Dear Mr. Editor,
I have just read a paper in the Bible Treasury for this month, entitled “The penalty paid and sins forgiven,” and from it turn to God's word, “Therefore if any man be in Christ, he is a new creature; old things are passed away; behold, all things are become new.” (2 Cor. 5:17.)
There cannot be a more absolute statement of the difference between an unconverted sinner and a believer in Christ—a difference both as to position and condition. The believer is in Christ, a new position, and he is a new creation, old things are gone, all things are new. That is, both as to his person and to his circumstances, his condition is totally changed. With the old position are gone—else all the responsibilities belonging to it.

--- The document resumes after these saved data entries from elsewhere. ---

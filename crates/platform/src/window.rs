//! Window management using winit.
//!
//! This module provides window creation, the instance extensions a surface
//! needs on the current platform, and Vulkan surface creation.

use std::ffi::CStr;
use std::sync::Arc;

use ash::vk;
use raw_window_handle::{HasDisplayHandle, HasWindowHandle};
use winit::dpi::PhysicalSize;
use winit::event_loop::ActiveEventLoop;
use winit::window::{Window as WinitWindow, WindowAttributes};

use presenter_core::{Error, RendererConfig, Result};

/// RAII wrapper for a Vulkan surface.
///
/// The surface is destroyed when this struct is dropped. The caller must
/// drop it after every swapchain and device built on it and before the
/// instance.
pub struct Surface {
    handle: vk::SurfaceKHR,
    surface_loader: ash::khr::surface::Instance,
}

impl Surface {
    /// Get the raw Vulkan surface handle.
    ///
    /// The handle is valid only as long as this `Surface` exists.
    #[inline]
    pub fn handle(&self) -> vk::SurfaceKHR {
        self.handle
    }
}

impl Drop for Surface {
    fn drop(&mut self) {
        // SAFETY: The handle was created by ash_window::create_surface from the
        // instance the loader belongs to, and is destroyed only here.
        unsafe {
            self.surface_loader.destroy_surface(self.handle, None);
        }
        tracing::debug!("Vulkan surface destroyed");
    }
}

/// A window wrapper that tracks the current size and creates surfaces.
pub struct Window {
    window: Arc<WinitWindow>,
    width: u32,
    height: u32,
}

impl Window {
    /// Create a window sized and titled from `config`.
    pub fn new(event_loop: &ActiveEventLoop, config: &RendererConfig) -> Result<Self> {
        let (width, height) = (config.window_width(), config.window_height());
        let attrs = WindowAttributes::default()
            .with_title(config.window_title())
            .with_inner_size(PhysicalSize::new(width, height))
            .with_resizable(true);

        let window = event_loop
            .create_window(attrs)
            .map_err(|e| Error::Window(e.to_string()))?;

        tracing::info!("Window created: {}x{}", width, height);

        Ok(Self {
            window: Arc::new(window),
            width,
            height,
        })
    }

    /// Get a reference to the underlying winit window.
    pub fn inner(&self) -> &WinitWindow {
        &self.window
    }

    /// Get the current width of the window.
    pub fn width(&self) -> u32 {
        self.width
    }

    /// Get the current height of the window.
    pub fn height(&self) -> u32 {
        self.height
    }

    /// Update the stored dimensions (call this when handling resize events).
    pub fn resize(&mut self, width: u32, height: u32) {
        self.width = width;
        self.height = height;
        tracing::debug!("Window resized: {}x{}", width, height);
    }

    /// Request a redraw of the window.
    pub fn request_redraw(&self) {
        self.window.request_redraw();
    }

    /// Instance extensions needed to create a surface for this window.
    ///
    /// # Errors
    ///
    /// Returns an error if the display handle is unavailable or the platform
    /// is not supported by `ash-window`.
    pub fn required_extensions(&self) -> Result<Vec<&'static CStr>> {
        let display_handle = self
            .window
            .display_handle()
            .map_err(|e| Error::Window(format!("Failed to get display handle: {}", e)))?;

        let extensions = ash_window::enumerate_required_extensions(display_handle.as_raw())
            .map_err(|e| Error::Surface(format!("Failed to enumerate required extensions: {}", e)))?;

        // SAFETY: ash_window returns pointers to static, null-terminated
        // extension name constants.
        let names: Vec<&'static CStr> = extensions
            .iter()
            .map(|&ext| unsafe { CStr::from_ptr(ext) })
            .collect();

        tracing::debug!("Required Vulkan extensions for surface: {:?}", names);
        Ok(names)
    }

    /// Create a Vulkan surface for this window.
    ///
    /// # Arguments
    /// * `entry` - The Vulkan entry point
    /// * `instance` - The Vulkan instance (must outlive the returned `Surface`)
    ///
    /// # Errors
    /// Returns an error if the window or display handle is unavailable or
    /// surface creation fails.
    pub fn create_surface(&self, entry: &ash::Entry, instance: &ash::Instance) -> Result<Surface> {
        let display_handle = self
            .window
            .display_handle()
            .map_err(|e| Error::Window(format!("Failed to get display handle: {}", e)))?;

        let window_handle = self
            .window
            .window_handle()
            .map_err(|e| Error::Window(format!("Failed to get window handle: {}", e)))?;

        // SAFETY: The entry and instance are valid references provided by the caller.
        // The display and window handles come from the live winit window.
        let handle = unsafe {
            ash_window::create_surface(
                entry,
                instance,
                display_handle.as_raw(),
                window_handle.as_raw(),
                None,
            )
            .map_err(|e| Error::Surface(format!("Failed to create Vulkan surface: {}", e)))?
        };

        let surface_loader = ash::khr::surface::Instance::new(entry, instance);

        tracing::info!("Vulkan surface created");

        Ok(Surface {
            handle,
            surface_loader,
        })
    }
}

If but one which belongs to the old creation still remained, it could not be true that all things are become new. Not that the believer in Christ, the new creation, has no responsibility, but that it is essentially and totally distinct from that of the old creation.

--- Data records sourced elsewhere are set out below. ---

//! Command pool and command buffer management.
//!
//! # Overview
//!
//! - [`CommandPool`] owns a pool for one queue family and allocates buffers.
//! - [`CommandBuffer`] records typed commands into one buffer.
//! - [`begin_command_buffer`], [`wait_for_fences`] and
//!   [`submit_command_buffer`] are the small primitives both the transfer path
//!   and the frame loop are built on.
//! - [`CommandBufferStructure`] bundles a buffer with its fence, queue and
//!   queue family for one-shot, fire-and-wait work.
//!
//! # Example
//!
//! ```no_run
//! use std::sync::Arc;
//! use presenter_rhi::command::{CommandBuffer, CommandPool};
//! use presenter_rhi::device::Device;
//! use presenter_rhi::gpu::Gpu;
//! use presenter_rhi::vk;
//!
//! # fn example(device: Arc<Device>) -> Result<(), presenter_rhi::RhiError> {
//! let pool = CommandPool::new(device.clone(), device.queue_roles().graphics)?;
//! let cmd = pool.allocate_command_buffer()?;
//!
//! cmd.begin(vk::CommandBufferUsageFlags::ONE_TIME_SUBMIT)?;
//! // ... record commands ...
//! cmd.end()?;
//! # Ok(())
//! # }
//! ```

use std::sync::Arc;

use ash::vk;
use tracing::{debug, info};

use crate::error::{RhiError, RhiResult};
use crate::gpu::{BufferBarrier, Command, Gpu, ImageBarrier, SubmitDesc};
use crate::sync::Fence;

/// Command pool wrapper.
///
/// Created with `RESET_COMMAND_BUFFER` so buffers can be re-begun
/// individually. Destroying the pool frees every buffer allocated from it.
pub struct CommandPool<G: Gpu> {
    gpu: Arc<G>,
    pool: vk::CommandPool,
    queue_family_index: u32,
}

impl<G: Gpu> CommandPool<G> {
    /// Creates a new command pool for the specified queue family.
    ///
    /// # Errors
    ///
    /// Returns an error if command pool creation fails.
    pub fn new(gpu: Arc<G>, queue_family_index: u32) -> RhiResult<Self> {
        let pool = gpu.create_command_pool(
            queue_family_index,
            vk::CommandPoolCreateFlags::RESET_COMMAND_BUFFER,
        )?;

        info!(
            "Command pool created for queue family {}",
            queue_family_index
        );

        Ok(Self {
            gpu,
            pool,
            queue_family_index,
        })
    }

    #[inline]
    pub fn handle(&self) -> vk::CommandPool {
        self.pool
    }

    #[inline]
    pub fn queue_family_index(&self) -> u32 {
        self.queue_family_index
    }

    /// Allocates a single primary command buffer.
    pub fn allocate_command_buffer(&self) -> RhiResult<CommandBuffer<G>> {
        let mut buffers = self.allocate_command_buffers(1)?;
        buffers.pop().ok_or_else(|| {
            RhiError::AllocationFailed("Command buffer allocation returned nothing".into())
        })
    }

    /// Allocates `count` primary command buffers.
    pub fn allocate_command_buffers(&self, count: u32) -> RhiResult<Vec<CommandBuffer<G>>> {
        let handles = self.gpu.allocate_command_buffers(self.pool, count)?;
        debug!(
            "Allocated {} command buffers from pool {:?}",
            handles.len(),
            self.pool
        );
        Ok(handles
            .into_iter()
            .map(|buffer| CommandBuffer::from_handle(self.gpu.clone(), buffer))
            .collect())
    }
}

impl<G: Gpu> Drop for CommandPool<G> {
    fn drop(&mut self) {
        self.gpu.destroy_command_pool(self.pool);
        info!(
            "Command pool destroyed for queue family {}",
            self.queue_family_index
        );
    }
}

/// Command buffer recorder.
///
/// Does not own the buffer; it is freed together with its pool.
pub struct CommandBuffer<G: Gpu> {
    gpu: Arc<G>,
    buffer: vk::CommandBuffer,
}

impl<G: Gpu> CommandBuffer<G> {
    /// Wraps an existing command buffer handle.
    pub fn from_handle(gpu: Arc<G>, buffer: vk::CommandBuffer) -> Self {
        Self { gpu, buffer }
    }

    #[inline]
    pub fn handle(&self) -> vk::CommandBuffer {
        self.buffer
    }

    // =========================================================================
    // Recording lifecycle
    // =========================================================================

    /// Begins recording.
    ///
    /// The previous submission of this buffer must have completed.
    pub fn begin(&self, flags: vk::CommandBufferUsageFlags) -> RhiResult<()> {
        self.gpu.begin_command_buffer(self.buffer, flags)
    }

    /// Ends recording.
    pub fn end(&self) -> RhiResult<()> {
        self.gpu.end_command_buffer(self.buffer)
    }

    fn push(&self, command: Command) {
        self.gpu.record(self.buffer, &command);
    }

    // =========================================================================
    // Render pass
    // =========================================================================

    /// Begins a render pass clearing the single color attachment.
    pub fn begin_render_pass(
        &self,
        render_pass: vk::RenderPass,
        framebuffer: vk::Framebuffer,
        render_area: vk::Rect2D,
        clear_color: [f32; 4],
    ) {
        self.push(Command::BeginRenderPass {
            render_pass,
            framebuffer,
            render_area,
            clear_color,
        });
    }

    pub fn end_render_pass(&self) {
        self.push(Command::EndRenderPass);
    }

    // =========================================================================
    // Binding
    // =========================================================================

    pub fn bind_pipeline(&self, bind_point: vk::PipelineBindPoint, pipeline: vk::Pipeline) {
        self.push(Command::BindPipeline {
            bind_point,
            pipeline,
        });
    }

    pub fn bind_vertex_buffers(
        &self,
        first_binding: u32,
        buffers: &[vk::Buffer],
        offsets: &[vk::DeviceSize],
    ) {
        self.push(Command::BindVertexBuffers {
            first_binding,
            buffers: buffers.to_vec(),
            offsets: offsets.to_vec(),
        });
    }

    pub fn bind_index_buffer(
        &self,
        buffer: vk::Buffer,
        offset: vk::DeviceSize,
        index_type: vk::IndexType,
    ) {
        self.push(Command::BindIndexBuffer {
            buffer,
            offset,
            index_type,
        });
    }

    pub fn bind_descriptor_sets(
        &self,
        layout: vk::PipelineLayout,
        first_set: u32,
        sets: &[vk::DescriptorSet],
    ) {
        self.push(Command::BindDescriptorSets {
            layout,
            first_set,
            sets: sets.to_vec(),
        });
    }

    // =========================================================================
    // Drawing
    // =========================================================================

    pub fn draw_indexed(
        &self,
        index_count: u32,
        instance_count: u32,
        first_index: u32,
        vertex_offset: i32,
        first_instance: u32,
    ) {
        self.push(Command::DrawIndexed {
            index_count,
            instance_count,
            first_index,
            vertex_offset,
            first_instance,
        });
    }

    // =========================================================================
    // Synchronization and transfer
    // =========================================================================

    pub fn pipeline_barrier(
        &self,
        src_stage: vk::PipelineStageFlags,
        dst_stage: vk::PipelineStageFlags,
        buffer_barriers: &[BufferBarrier],
        image_barriers: &[ImageBarrier],
    ) {
        self.push(Command::PipelineBarrier {
            src_stage,
            dst_stage,
            buffer_barriers: buffer_barriers.to_vec(),
            image_barriers: image_barriers.to_vec(),
        });
    }

    pub fn copy_buffer(&self, src: vk::Buffer, dst: vk::Buffer, regions: &[vk::BufferCopy]) {
        self.push(Command::CopyBuffer {
            src,
            dst,
            regions: regions.to_vec(),
        });
    }

    pub fn copy_buffer_to_image(
        &self,
        src: vk::Buffer,
        dst: vk::Image,
        dst_layout: vk::ImageLayout,
        regions: &[vk::BufferImageCopy],
    ) {
        self.push(Command::CopyBufferToImage {
            src,
            dst,
            dst_layout,
            regions: regions.to_vec(),
        });
    }
}

/// Waits on every fence in `fences`, then optionally resets all of them.
///
/// An empty list is a no-op.
pub fn wait_for_fences<G: Gpu>(gpu: &G, fences: &[vk::Fence], reset: bool) -> RhiResult<()> {
    if fences.is_empty() {
        return Ok(());
    }
    gpu.wait_for_fences(fences, u64::MAX)?;
    if reset {
        gpu.reset_fences(fences)?;
    }
    Ok(())
}

/// Waits on `fences` (see [`wait_for_fences`]) and then begins recording.
pub fn begin_command_buffer<G: Gpu>(
    gpu: &G,
    command_buffer: vk::CommandBuffer,
    flags: vk::CommandBufferUsageFlags,
    fences: &[vk::Fence],
    reset: bool,
) -> RhiResult<()> {
    wait_for_fences(gpu, fences, reset)?;
    gpu.begin_command_buffer(command_buffer, flags)
}

/// Ends `command_buffer` and submits it alone to `queue`.
///
/// `wait_stages` holds one stage mask per entry in `wait_semaphores`.
pub fn submit_command_buffer<G: Gpu>(
    gpu: &G,
    queue: vk::Queue,
    command_buffer: vk::CommandBuffer,
    wait_semaphores: &[vk::Semaphore],
    wait_stages: &[vk::PipelineStageFlags],
    signal_semaphores: &[vk::Semaphore],
    fence: vk::Fence,
) -> RhiResult<()> {
    gpu.end_command_buffer(command_buffer)?;
    let command_buffers = [command_buffer];
    let submit = SubmitDesc {
        wait_semaphores,
        wait_stages,
        command_buffers: &command_buffers,
        signal_semaphores,
    };
    gpu.queue_submit(queue, &submit, fence)
}

/// One command buffer with the fence that guards it, the queue it is
/// submitted to, and that queue's family.
pub struct CommandBufferStructure<G: Gpu> {
    pub command_buffer: CommandBuffer<G>,
    /// Starts signaled so the first use does not block.
    pub fence: Fence<G>,
    pub queue: vk::Queue,
    pub queue_family_index: u32,
}

impl<G: Gpu> CommandBufferStructure<G> {
    /// Allocates a buffer from `pool` for submission to `queue`.
    pub fn new(gpu: Arc<G>, pool: &CommandPool<G>, queue: vk::Queue) -> RhiResult<Self> {
        let command_buffer = pool.allocate_command_buffer()?;
        let fence = Fence::new(gpu, true)?;
        Ok(Self {
            command_buffer,
            fence,
            queue,
            queue_family_index: pool.queue_family_index(),
        })
    }
}

#[cfg(test)]
mod tests {
    use super::*;
    use crate::mock::MockGpu;
    use crate::physical_device::QueueRoles;

    fn setup() -> (Arc<MockGpu>, CommandPool<MockGpu>) {
        let gpu = Arc::new(MockGpu::new(QueueRoles::single(0)));
        let pool = CommandPool::new(gpu.clone(), 0).unwrap();
        (gpu, pool)
    }

    #[test]
    fn test_wait_for_no_fences_is_noop() {
        let (gpu, _pool) = setup();
        wait_for_fences(gpu.as_ref(), &[], true).unwrap();
        assert!(gpu.violations().is_empty());
    }

    #[test]
    fn test_wait_resets_every_fence() {
        let (gpu, _pool) = setup();
        let a = Fence::new(gpu.clone(), true).unwrap();
        let b = Fence::new(gpu.clone(), true).unwrap();

        wait_for_fences(gpu.as_ref(), &[a.handle(), b.handle()], true).unwrap();
        assert!(!a.is_signaled().unwrap());
        assert!(!b.is_signaled().unwrap());

        let c = Fence::new(gpu.clone(), true).unwrap();
        wait_for_fences(gpu.as_ref(), &[c.handle()], false).unwrap();
        assert!(c.is_signaled().unwrap());
    }

    #[test]
    fn test_submit_ends_then_submits_with_semaphores() {
        let (gpu, pool) = setup();
        let structure = CommandBufferStructure::new(gpu.clone(), &pool, gpu.graphics_queue()).unwrap();
        let wait = gpu.create_semaphore().unwrap();
        let signal = gpu.create_semaphore().unwrap();
        let cb = structure.command_buffer.handle();

        // Simulate an acquire having signaled `wait`.
        let other = pool.allocate_command_buffer().unwrap();
        other.begin(vk::CommandBufferUsageFlags::empty()).unwrap();
        submit_command_buffer(
            gpu.as_ref(),
            gpu.graphics_queue(),
            other.handle(),
            &[],
            &[],
            &[wait],
            vk::Fence::null(),
        )
        .unwrap();

        begin_command_buffer(
            gpu.as_ref(),
            cb,
            vk::CommandBufferUsageFlags::ONE_TIME_SUBMIT,
            &[structure.fence.handle()],
            true,
        )
        .unwrap();
        structure.command_buffer.draw_indexed(6, 1, 0, 0, 0);
        submit_command_buffer(
            gpu.as_ref(),
            structure.queue,
            cb,
            &[wait],
            &[vk::PipelineStageFlags::COLOR_ATTACHMENT_OUTPUT],
            &[signal],
            structure.fence.handle(),
        )
        .unwrap();

        let submissions = gpu.submissions();
        let last = submissions.last().unwrap();
        assert_eq!(last.command_buffers, vec![cb]);
        assert_eq!(last.wait_semaphores, vec![wait]);
        assert_eq!(last.signal_semaphores, vec![signal]);
        assert_eq!(last.fence, structure.fence.handle());
        assert!(matches!(
            last.commands[0].as_slice(),
            [Command::DrawIndexed { index_count: 6, .. }]
        ));
        assert_eq!(structure.queue_family_index, 0);
        assert!(gpu.violations().is_empty());

        structure.fence.wait().unwrap();
        gpu.destroy_semaphore(wait);
        gpu.destroy_semaphore(signal);
    }

    #[test]
    fn test_fence_round_trip_allows_rerecording() {
        let (gpu, pool) = setup();
        let structure = CommandBufferStructure::new(gpu.clone(), &pool, gpu.graphics_queue()).unwrap();
        let cb = structure.command_buffer.handle();

        for _ in 0..16 {
            begin_command_buffer(
                gpu.as_ref(),
                cb,
                vk::CommandBufferUsageFlags::ONE_TIME_SUBMIT,
                &[structure.fence.handle()],
                true,
            )
            .unwrap();
            submit_command_buffer(
                gpu.as_ref(),
                structure.queue,
                cb,
                &[],
                &[],
                &[],
                structure.fence.handle(),
            )
            .unwrap();
        }

        assert_eq!(gpu.begin_count(cb), 16);
        assert_eq!(gpu.fence_waits(structure.fence.handle()), 16);
        assert!(gpu.violations().is_empty());
        structure.fence.wait().unwrap();
    }
}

The obligation and responsibility of obedience to God attaches to every creature. In the paper before me I read, “Directly God prefers a demand we are constituted debtors to Him, since we owe unquestioning, unqualified obedience.” True, angels are debtors; Adam before he sinned was a debtor. Obedience is a debt which no payment liquidates. A debt never extinguished, constantly due, constantly to be paid. And one moment's omission constitutes sin and makes man a sinner. But if a sinner, another debt presses upon him: The debt of obedience is not canceled because he failed, but he has incurred the penalty of failure. So there are two distinct debts now resting upon the defaulter—that of obedience which remains in all its force, and the penalty or debt of disobedience. Adam while unfallen and innocent owed the former, but he owed it equally when he fell; he did not cease to owe obedience, because he makes himself incapable of paying it. His position, his condition, his whole moral being was changed from innocence to guilt, from wealth and happiness to toil and misery. But his liabilities remained. The original claim of the Creator is not relaxed, could not be, and ought not When to this debt of obedience which he cannot pay there is added the penalty of death for disobedience, then, indeed, man is irretrievably lost.

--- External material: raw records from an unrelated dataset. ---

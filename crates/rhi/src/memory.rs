//! Device memory allocation.
//!
//! One allocation per resource, bound at offset 0. Resource creation and
//! memory binding are separate steps so callers can inspect requirements in
//! between.

use ash::vk;
use tracing::debug;

use crate::error::{RhiError, RhiResult};
use crate::gpu::Gpu;

/// Returns the first memory type allowed by `type_bits` whose property flags
/// contain all of `wanted`.
///
/// # Errors
///
/// [`RhiError::NoCompatibleMemoryType`] if no type matches.
pub fn find_memory_type(
    properties: &vk::PhysicalDeviceMemoryProperties,
    type_bits: u32,
    wanted: vk::MemoryPropertyFlags,
) -> RhiResult<u32> {
    let count = properties.memory_type_count.min(vk::MAX_MEMORY_TYPES as u32);
    (0..count)
        .find(|&i| {
            type_bits & (1 << i) != 0
                && properties.memory_types[i as usize]
                    .property_flags
                    .contains(wanted)
        })
        .ok_or(RhiError::NoCompatibleMemoryType {
            type_bits,
            flags: wanted,
        })
}

/// Creates an exclusive buffer with no memory bound.
pub fn allocate_buffer<G: Gpu>(
    gpu: &G,
    size: vk::DeviceSize,
    usage: vk::BufferUsageFlags,
) -> RhiResult<vk::Buffer> {
    if size == 0 {
        return Err(RhiError::AllocationFailed(
            "Buffer size must be greater than 0".to_string(),
        ));
    }

    let create_info = vk::BufferCreateInfo::default()
        .size(size)
        .usage(usage)
        .sharing_mode(vk::SharingMode::EXCLUSIVE);

    gpu.create_buffer(&create_info)
}

/// Creates an optimally tiled, single-mip 2D image with no memory bound.
pub fn allocate_image2d<G: Gpu>(
    gpu: &G,
    extent: vk::Extent2D,
    format: vk::Format,
    usage: vk::ImageUsageFlags,
) -> RhiResult<vk::Image> {
    if extent.width == 0 || extent.height == 0 {
        return Err(RhiError::AllocationFailed(format!(
            "Image extent {}x{} has no area",
            extent.width, extent.height
        )));
    }

    let create_info = vk::ImageCreateInfo::default()
        .image_type(vk::ImageType::TYPE_2D)
        .format(format)
        .extent(vk::Extent3D {
            width: extent.width,
            height: extent.height,
            depth: 1,
        })
        .mip_levels(1)
        .array_layers(1)
        .samples(vk::SampleCountFlags::TYPE_1)
        .tiling(vk::ImageTiling::OPTIMAL)
        .usage(usage)
        .sharing_mode(vk::SharingMode::EXCLUSIVE)
        .initial_layout(vk::ImageLayout::UNDEFINED);

    gpu.create_image(&create_info)
}

fn allocate<G: Gpu>(
    gpu: &G,
    requirements: &vk::MemoryRequirements,
    flags: vk::MemoryPropertyFlags,
) -> RhiResult<vk::DeviceMemory> {
    let memory_type_index =
        find_memory_type(gpu.memory_properties(), requirements.memory_type_bits, flags)?;

    let allocate_info = vk::MemoryAllocateInfo::default()
        .allocation_size(requirements.size)
        .memory_type_index(memory_type_index);

    let memory = gpu.allocate_memory(&allocate_info)?;
    debug!(
        "Allocated {} bytes from memory type {} ({:?})",
        requirements.size, memory_type_index, flags
    );
    Ok(memory)
}

/// Allocates memory matching `flags` for `buffer` and binds it at offset 0.
pub fn allocate_and_bind_buffer<G: Gpu>(
    gpu: &G,
    buffer: vk::Buffer,
    flags: vk::MemoryPropertyFlags,
) -> RhiResult<(vk::DeviceMemory, vk::MemoryRequirements)> {
    let requirements = gpu.buffer_memory_requirements(buffer);
    let memory = allocate(gpu, &requirements, flags)?;
    if let Err(e) = gpu.bind_buffer_memory(buffer, memory, 0) {
        gpu.free_memory(memory);
        return Err(e);
    }
    Ok((memory, requirements))
}

/// Allocates memory matching `flags` for `image` and binds it at offset 0.
pub fn allocate_and_bind_image<G: Gpu>(
    gpu: &G,
    image: vk::Image,
    flags: vk::MemoryPropertyFlags,
) -> RhiResult<(vk::DeviceMemory, vk::MemoryRequirements)> {
    let requirements = gpu.image_memory_requirements(image);
    let memory = allocate(gpu, &requirements, flags)?;
    if let Err(e) = gpu.bind_image_memory(image, memory, 0) {
        gpu.free_memory(memory);
        return Err(e);
    }
    Ok((memory, requirements))
}

/// Maps `size` bytes of `memory`, copies `data` in, flushes the whole mapping
/// and unmaps.
///
/// The flush covers memory types that are not host-coherent. The memory must
/// not be in use by a pending submission.
pub fn write_mapped<G: Gpu>(
    gpu: &G,
    memory: vk::DeviceMemory,
    size: vk::DeviceSize,
    data: &[u8],
) -> RhiResult<()> {
    if data.len() as vk::DeviceSize != size {
        return Err(RhiError::AllocationFailed(format!(
            "Write of {} bytes into a {} byte allocation",
            data.len(),
            size
        )));
    }

    let ptr = gpu.map_memory(memory, 0, size)?;
    // SAFETY: the mapping covers `size` bytes and `data` has exactly that length.
    unsafe {
        std::ptr::copy_nonoverlapping(data.as_ptr(), ptr, data.len());
    }
    let flushed = gpu.flush_mapped_memory(memory, 0, vk::WHOLE_SIZE);
    gpu.unmap_memory(memory);
    flushed
}
//! High-resolution timing for the frame loop.

use std::time::{Duration, Instant};

/// High-resolution timer for measuring elapsed time.
#[derive(Debug)]
pub struct Timer {
    start: Instant,
    last_tick: Instant,
}

impl Timer {
    /// Create a new timer, starting from now.
    pub fn new() -> Self {
        let now = Instant::now();
        Self {
            start: now,
            last_tick: now,
        }
    }

    /// Get the total elapsed time since the timer was created.
    pub fn elapsed(&self) -> Duration {
        self.start.elapsed()
    }

    /// Get the time elapsed since the last call to `tick()`.
    pub fn tick(&mut self) -> Duration {
        let now = Instant::now();
        let delta = now - self.last_tick;
        self.last_tick = now;
        delta
    }

    /// Reset the timer to the current time.
    pub fn reset(&mut self) {
        let now = Instant::now();
        self.start = now;
        self.last_tick = now;
    }
}

impl Default for Timer {
    fn default() -> Self {
        Self::new()
    }
}

/// Rolling counters for presented frames over a reporting window.
///
/// The loop calls [`FrameStats::record`] once per presented frame and
/// [`FrameStats::take_report`] to obtain and clear the window once it is due.
#[derive(Debug)]
pub struct FrameStats {
    timer: Timer,
    report_every: Duration,
    frames: u64,
    busy: Duration,
    total_frames: u64,
}

/// Summary of one reporting window.
#[derive(Debug, Clone, Copy, PartialEq)]
pub struct FrameReport {
    pub frames: u64,
    pub total_frames: u64,
    pub average_frame_ms: f64,
    pub fps: f64,
}

impl FrameStats {
    pub fn new(report_every: Duration) -> Self {
        Self {
            timer: Timer::new(),
            report_every,
            frames: 0,
            busy: Duration::ZERO,
            total_frames: 0,
        }
    }

    /// Counts one frame that took `frame_time` of wall time.
    pub fn record(&mut self, frame_time: Duration) {
        self.frames += 1;
        self.total_frames += 1;
        self.busy += frame_time;
    }

    #[inline]
    pub fn total_frames(&self) -> u64 {
        self.total_frames
    }

    /// Returns a report once the reporting window has elapsed.
    pub fn take_report(&mut self) -> Option<FrameReport> {
        let window = self.timer.elapsed();
        if window < self.report_every || self.frames == 0 {
            return None;
        }
        let report = FrameReport {
            frames: self.frames,
            total_frames: self.total_frames,
            average_frame_ms: self.busy.as_secs_f64() * 1000.0 / self.frames as f64,
            fps: self.frames as f64 / window.as_secs_f64(),
        };
        self.frames = 0;
        self.busy = Duration::ZERO;
        self.timer.reset();
        Some(report)
    }
}

#[cfg(test)]
mod tests {
    use super::*;

    #[test]
    fn test_tick_is_monotonic() {
        let mut timer = Timer::new();
        std::thread::sleep(Duration::from_millis(2));
        let first = timer.tick();
        assert!(first >= Duration::from_millis(2));
        assert!(timer.elapsed() >= first);
    }

    #[test]
    fn test_no_report_without_frames() {
        let mut stats = FrameStats::new(Duration::ZERO);
        assert!(stats.take_report().is_none());
    }

    #[test]
    fn test_report_averages_and_clears() {
        let mut stats = FrameStats::new(Duration::ZERO);
        stats.record(Duration::from_millis(10));
        stats.record(Duration::from_millis(20));

        let report = stats.take_report().expect("report due");
        assert_eq!(report.frames, 2);
        assert_eq!(report.total_frames, 2);
        assert!((report.average_frame_ms - 15.0).abs() < 1e-9);

        stats.record(Duration::from_millis(5));
        let report = stats.take_report().expect("report due");
        assert_eq!(report.frames, 1);
        assert_eq!(report.total_frames, 3);
        assert_eq!(stats.total_frames(), 3);
    }
}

Grace has come into this frightful scene, and has appeared to all. Christ has been here. He has met both debts. He has paid the penalty of sin, He has Canceled our responsibilities as more creatures by taking us clean out of our old condition. We are in Him, and the responsibilities of “any man in Christ” can never be the same as of any man not in Christ. He, the blessed Lord, provided for both debts on the cross, and they are not the same. In paying the penalty He shed His blood for us in meeting our creature responsibility He died for us, and we died with Him. Therefore in virtue of that death we have died to sin, died to law. Law has now no claim upon us, we are outside its sphere, and beyond its reach—in Christ; if not, we are under its curse; either under the law's curse, or in Christ. Can there be any two positions more widely different? The debts we owe to God as being in Christ can never be identified with those which man owes as being out of. Christ. And scripture positively asserts it, for “old. things are passed away; behold, all things are become new.”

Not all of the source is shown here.